Experiments with humans! (Insert evil laugh here.)

I’m still here! And guess what, I’m running experiments – again, but this time we’ve added an interesting factor: people!

Experiments with people are always critical, even if it’s only something trivial like asking the participants to answer a few questions in an online survey. Any kind of study – conducted by undergraduate, postgraduate or PhD students, as well as research staff at the university – that involves human participants must be approved by the university’s Ethics Committee in order to ensure that the research methodology is appropriate, the researchers are not wasting the participants’ time, and they’re not put into any potentially dangerous situations.

In order to fill in the 14 page application form (font size 9!), I had to bury my head in books for a few days and teach myself a lot about research study design (apparently having a progress bar in an online questionnaire gets people to complete the study rather than having no indication of progress – I didn’t even think anyone would bother to test this claim! 😉 [1]) as well as dive deep into the wonderful world of statistics.

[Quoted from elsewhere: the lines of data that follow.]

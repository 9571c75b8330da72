//! Identifier newtypes shared by the cache and the store.

use std::fmt;

use serde::{Deserialize, Serialize};

macro_rules! entity_id {
    ($name:ident) => {
        #[derive(
            Debug, Clone, Copy, PartialEq, Eq, PartialOrd, Ord, Hash, Serialize, Deserialize,
        )]
        #[serde(transparent)]
        pub struct $name(pub i64);

        impl fmt::Display for $name {
            fn fmt(&self, f: &mut fmt::Formatter<'_>) -> fmt::Result {
                self.0.fmt(f)
            }
        }

        impl From<i64> for $name {
            fn from(value: i64) -> Self {
                Self(value)
            }
        }
    };
}

entity_id!(PostId);
entity_id!(CategoryId);
entity_id!(CommentId);
entity_id!(UserId);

At first, trying to follow any statistics related discussions seemed completely impossible, but I slowly (reading, googling, looking at examples, then start all over again) began to grasp what mean, standard deviation, p-values, normal distributions, sample sizes, chi-square and two tailed t-tests were all about. I’m still far from actually understanding all the tiny little details, but I managed to get enough to fill in the, uhm, “epic” application form. As annoying the ethics approval process seemed at first for our fairly straight-forward study, it got me to think about the exact methodology and spot potential problems before collecting any data, which was absolutely invaluable. I don’t want to imagine running experiments with dozens of participants and figure out afterwards that I didn’t actually collect the information I wanted!

Fortunately, there are some very helpful information pages about research ethics at the School of Computer Science. If you’re planning to run some tests with users for your 3rd year or MSc project, make sure to check them out as early as possible!

So you’re wondering what the study is about? Top secret 😉 If it all goes well, I might write about it and the results soon on this blog.

And because we all love food: Situated on Oxford Road just opposite the All Saints park is 8th Day, an organic grocery shop with a restaurant/cafeteria in the basement. The food in the cafe is pretty solid (stews, veggie lasagna, dhaal…) and a teeny tiny bit on the pricey side, but a nice bellywarming treat after a morning of work in a cold office. The true highlights however are the amazing chocolate-cherry slices sold in the shop upstairs (alongside take away lunch options like sandwiches and wraps) – incredibly sweet and absolutely delicious!

[1] M. P. COUPER, M. W. TRAUGOTT, and M. J. LAMIAS. Web survey design and administration. Public Opinion Quarterly, 65:230–253, 2001.